FIG. 2 is a front view showing the catalytic recombination device according to the first embodiment of the present invention mounted on a radioactive waste storage tank. FIG. 2 is a top view of the recombination device shown in FIG. 1. FIG. 2 is a longitudinal sectional view of the recombination device shown in FIG. 1. FIG. 4 is an arrow view along the line IV-IV in FIG. 1. FIG. 6 is an arrow view along the line VV in FIG. 5. FIG. 2 is a top view illustrating a catalyst holder of the recombination apparatus illustrated in FIG. 1. FIG. 7 is a longitudinal sectional view of the catalyst holder shown in FIG. 6. FIG. 7 is a bottom view of the catalyst holder shown in FIG. 6. FIGS. 2A and 2B are diagrams for explaining the structure of a catalyst unit of the recombination apparatus shown in FIG. 1, wherein FIG. 1A is a plan view schematically showing the catalyst unit, and FIG. . 9A is an enlarged plan view of a portion Xa in FIG. 9A, and FIG. 9B is a longitudinal sectional view showing an enlarged portion Xb of FIG. 9B. FIG. 4 is an enlarged longitudinal sectional view of a part XI in FIG. 3. 4 is a graph showing the relationship between the thickness of a catalyst unit and the amount of hydrogen treatment. FIG. 2 is a schematic diagram illustrating a flow path configuration model of the recombination apparatus illustrated in FIG. 1. 2 is a graph showing an optimum range of the recombination device shown in FIG. 1.

  Hereinafter, a catalytic recombination device according to an embodiment of the present invention will be described with reference to the drawings.

  The recombination device according to the present embodiment is a device for combining hydrogen and oxygen using a catalyst, and is particularly suitable for installation in a radioactive waste storage tank. In particular, it is suitable for mounting on a nozzle provided in a radioactive waste storage tank.

  However, the recombination device according to the present invention can be installed not only in the radioactive waste storage tank but also in a container or a tank in which hydrogen is generated inside and the hydrogen concentration may increase with time.
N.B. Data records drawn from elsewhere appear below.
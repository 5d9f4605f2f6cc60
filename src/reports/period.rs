//! Month bucket keys used to group transactions into time series.
//!
//! A key renders as `"<Mon> <YYYY>"`, e.g. `"Apr 2024"`, and orders by
//! calendar time (year first, then month).

use std::cmp::Ordering;
use std::fmt;
use std::str::FromStr;

use chrono::{Datelike, Month, NaiveDate};
use serde::{Deserialize, Serialize};

use crate::errors::FinanceError;

/// Calendar month bucket. Field order gives the chronological `Ord`.
#[derive(Debug, Clone, Copy, PartialEq, Eq, PartialOrd, Ord, Hash, Serialize, Deserialize)]
pub struct MonthKey {
    pub year: i32,
    pub month: u32,
}

impl MonthKey {
    pub fn from_date(date: NaiveDate) -> Self {
        Self {
            year: date.year(),
            month: date.month(),
        }
    }

    /// First calendar day of the bucket.
    pub fn first_day(&self) -> Option<NaiveDate> {
        NaiveDate::from_ymd_opt(self.year, self.month, 1)
    }
}

impl fmt::Display for MonthKey {
    fn fmt(&self, f: &mut fmt::Formatter<'_>) -> fmt::Result {
        match self.first_day() {
            Some(day) => write!(f, "{}", day.format("%b %Y")),
            None => write!(f, "{:02} {}", self.month, self.year),
        }
    }
}

impl FromStr for MonthKey {
    type Err = FinanceError;

    fn from_str(value: &str) -> Result<Self, Self::Err> {
        let invalid = || FinanceError::Validation(format!("invalid month key `{value}`"));
        let mut parts = value.split_whitespace();
        let (Some(month), Some(year), None) = (parts.next(), parts.next(), parts.next()) else {
            return Err(invalid());
        };
        let month = month.parse::<Month>().map_err(|_| invalid())?;
        let year = year.parse::<i32>().map_err(|_| invalid())?;
        let key = MonthKey {
            year,
            month: month.number_from_month(),
        };
        // day = 1 keeps the check independent of month length
        key.first_day().map(|_| key).ok_or_else(invalid)
    }
}

/// Formats the bucket key for a transaction date.
pub fn bucket_key(date: NaiveDate) -> String {
    MonthKey::from_date(date).to_string()
}

/// Chronological comparison of two rendered bucket keys.
///
/// Keys that do not parse sort after every valid key, and by text among
/// themselves, so the order stays total.
pub fn compare_keys(a: &str, b: &str) -> Ordering {
    match (a.parse::<MonthKey>(), b.parse::<MonthKey>()) {
        (Ok(left), Ok(right)) => left.cmp(&right),
        (Ok(_), Err(_)) => Ordering::Less,
        (Err(_), Ok(_)) => Ordering::Greater,
        (Err(_), Err(_)) => a.cmp(b),
    }
}
//! Command-line front end: the dashboard plus store and configuration edits.

pub mod commands;
pub mod output;
pub mod table;

use std::io::Write;
use std::path::PathBuf;

use thiserror::Error;

use crate::{
    config::ConfigManager,
    errors::FinanceError,
    reports::Dashboard,
    storage::{JsonStoreStorage, StoreStorage},
};

use commands::{BudgetAction, CategoryAction, ConfigAction, TransactionAction};

pub const USAGE: &str = "\
usage: finance_reports_cli [--data <path>] <command>

commands:
  dashboard [--json]   print every report view
  warnings             list store integrity warnings
  transaction add <income|expense> <amount> <category> <YYYY-MM-DD> [description]
  transaction edit <id> [--amount X] [--category C] [--date D] [--type T] [--description S]
  transaction remove <id>
  transaction list
  category add <name> <income|expense>
  category edit <category> [--name N] [--type T]
  category remove <category>
  category list
  budget set <category> <amount>
  budget edit <id> [--category C] [--amount X]
  budget remove <id>
  budget list
  config [show | set <currency|data-file> <value>]
  help                 show this message

<category> is a category id or name.";

#[derive(Debug, Error)]
pub enum CliError {
    #[error(transparent)]
    Finance(#[from] FinanceError),
    #[error("output error: {0}")]
    Io(#[from] std::io::Error),
    #[error("{0}\n\n{}", USAGE)]
    Usage(String),
}

#[derive(Debug, Clone, PartialEq)]
pub enum Command {
    Dashboard { json: bool },
    Warnings,
    Transaction(TransactionAction),
    Category(CategoryAction),
    Budget(BudgetAction),
    Config(ConfigAction),
    Help,
}

#[derive(Debug, Clone, PartialEq)]
pub struct Invocation {
    pub data: Option<PathBuf>,
    pub command: Command,
}

pub fn parse_args<I, S>(args: I) -> Result<Invocation, CliError>
where
    I: IntoIterator<Item = S>,
    S: Into<String>,
{
    let mut data = None;
    let mut words = Vec::new();
    let mut args = args.into_iter().map(Into::<String>::into);

    while let Some(arg) = args.next() {
        if arg == "--data" {
            let path = args
                .next()
                .ok_or_else(|| CliError::Usage("--data needs a path".into()))?;
            data = Some(PathBuf::from(path));
        } else {
            words.push(arg);
        }
    }

    let wants_help = words.first().is_some_and(|word| word == "help")
        || words
            .iter()
            .any(|word| matches!(word.as_str(), "-h" | "--help"));
    if wants_help {
        return Ok(Invocation {
            data,
            command: Command::Help,
        });
    }

    let (name, rest) = match words.split_first() {
        Some((first, rest)) if !first.starts_with('-') => (first.as_str(), rest),
        _ => ("dashboard", words.as_slice()),
    };
    let command = match name {
        "dashboard" => parse_dashboard(rest)?,
        "warnings" => {
            no_extra_args(rest)?;
            Command::Warnings
        }
        "transaction" => Command::Transaction(commands::parse_transaction(rest)?),
        "category" => Command::Category(commands::parse_category(rest)?),
        "budget" => Command::Budget(commands::parse_budget(rest)?),
        "config" => Command::Config(commands::parse_config(rest)?),
        other => return Err(CliError::Usage(format!("unknown command `{other}`"))),
    };
    Ok(Invocation { data, command })
}

fn parse_dashboard(args: &[String]) -> Result<Command, CliError> {
    let mut json = false;
    for arg in args {
        match arg.as_str() {
            "--json" => json = true,
            other if other.starts_with('-') => {
                return Err(CliError::Usage(format!("unknown option `{other}`")));
            }
            other => return Err(CliError::Usage(format!("unexpected argument `{other}`"))),
        }
    }
    Ok(Command::Dashboard { json })
}

fn no_extra_args(args: &[String]) -> Result<(), CliError> {
    match args.first().map(String::as_str) {
        None => Ok(()),
        Some("--json") => Err(CliError::Usage("--json only applies to dashboard".into())),
        Some(other) => Err(CliError::Usage(format!("unexpected argument `{other}`"))),
    }
}

pub fn run_cli() -> Result<(), CliError> {
    let invocation = parse_args(std::env::args().skip(1))?;
    let stdout = std::io::stdout();
    let mut out = stdout.lock();
    execute(&invocation, &mut out)
}

pub fn execute(invocation: &Invocation, out: &mut impl Write) -> Result<(), CliError> {
    if invocation.command == Command::Help {
        writeln!(out, "{USAGE}")?;
        return Ok(());
    }

    let manager = ConfigManager::new()?;
    let config = manager.load()?;
    if let Command::Config(action) = &invocation.command {
        return commands::run_config(&manager, config, action, out);
    }

    let data_file = invocation
        .data
        .clone()
        .unwrap_or_else(|| config.resolve_data_file(manager.base_dir()));
    tracing::debug!(path = %data_file.display(), "using store file");
    let storage = JsonStoreStorage::new(data_file);
    let mut store = storage.load()?;

    match &invocation.command {
        Command::Dashboard { json: true } => {
            let dashboard = Dashboard::from_source(&store);
            writeln!(
                out,
                "{}",
                serde_json::to_string_pretty(&dashboard).map_err(FinanceError::from)?
            )?;
        }
        Command::Dashboard { json: false } => {
            let dashboard = Dashboard::from_source(&store);
            writeln!(out, "{}", output::render_dashboard(&dashboard, &config.currency))?;
        }
        Command::Warnings => {
            writeln!(out, "{}", output::render_warnings(&store.warnings()))?;
        }
        Command::Transaction(action) => {
            commands::run_transaction(&storage, &mut store, action, out)?;
        }
        Command::Category(action) => commands::run_category(&storage, &mut store, action, out)?,
        Command::Budget(action) => commands::run_budget(&storage, &mut store, action, out)?,
        Command::Config(_) | Command::Help => {}
    }
    Ok(())
}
  As shown in FIGS. 1 and 3, a cylindrical nozzle 51 is provided at the upper part of the radioactive waste storage tank 50, and the recombination device 1 according to the present embodiment is detachably attached to the nozzle 51. It is installed.

  As shown in FIGS. 1 and 3, the recombination apparatus 1 according to the present embodiment has a first cylindrical body 2 through which a gas to be treated including hydrogen and oxygen flows. The first cylindrical body 2 is formed of a cylindrical member. However, the member forming the first cylindrical body 2 is not limited to a cylindrical member, and for example, a cylindrical member having a square cross section can be used.

  As shown in FIGS. 1 to 4, the flow direction of the gas flowing out of the first cylindrical body 2 is changed at the outlet of the first cylindrical body 2 and returned to the radioactive waste storage tank again. A return section is provided. Specifically, the return portion includes a second cylindrical member 4 formed so as to surround the outer surface of the first cylindrical member 2 and a head plate (return member) connected to an upper portion of the second cylindrical member. Part) 3 (shape of a bowl), the gas flowing out from the upper part of the first cylindrical body spreads in the radial direction in the direction changing part of the end plate part, and spreads vertically upward from vertically downward. The flow direction is changed to flow downward in the flow path between the first tubular body and the second tubular body, and returned to the radioactive waste storage tank again. The second cylindrical body 4 has a flange portion 5 formed at a lower end.

  The flange portion 5 of the second cylindrical body 4 is fixed to the flange portion 52 formed at the upper end of the nozzle 51 of the radioactive waste storage tank 50 with bolts 6. An airtight seal is formed between the flange portions 5 and 52, thereby ensuring airtightness inside the radioactive waste storage tank 50.

  As shown in FIGS. 3 and 4, the inner peripheral surface of the second cylindrical body 4 and the outer peripheral surface of the first cylindrical body 2 are formed in an elongated plate shape arranged at 90 ° intervals in the circumferential direction. They are connected by an internal connecting member 7.

  As shown in FIG. 1, the upper half of the first cylindrical body 2 is disposed inside the nozzle 51 of the radioactive waste storage tank 50, and the inner peripheral surface of the nozzle 51 and the second cylindrical body 4. An annular gas flow path 8 is formed between the first cylindrical body 2 and the outer peripheral surface of the first cylindrical body 2. The gas that has flowed upward from the upper end opening of the first cylindrical body 2 changes its flow downward in the flow direction changing part (return part) 3 and returns to the radioactive waste storage tank 50 through the annular flow path 8. I do.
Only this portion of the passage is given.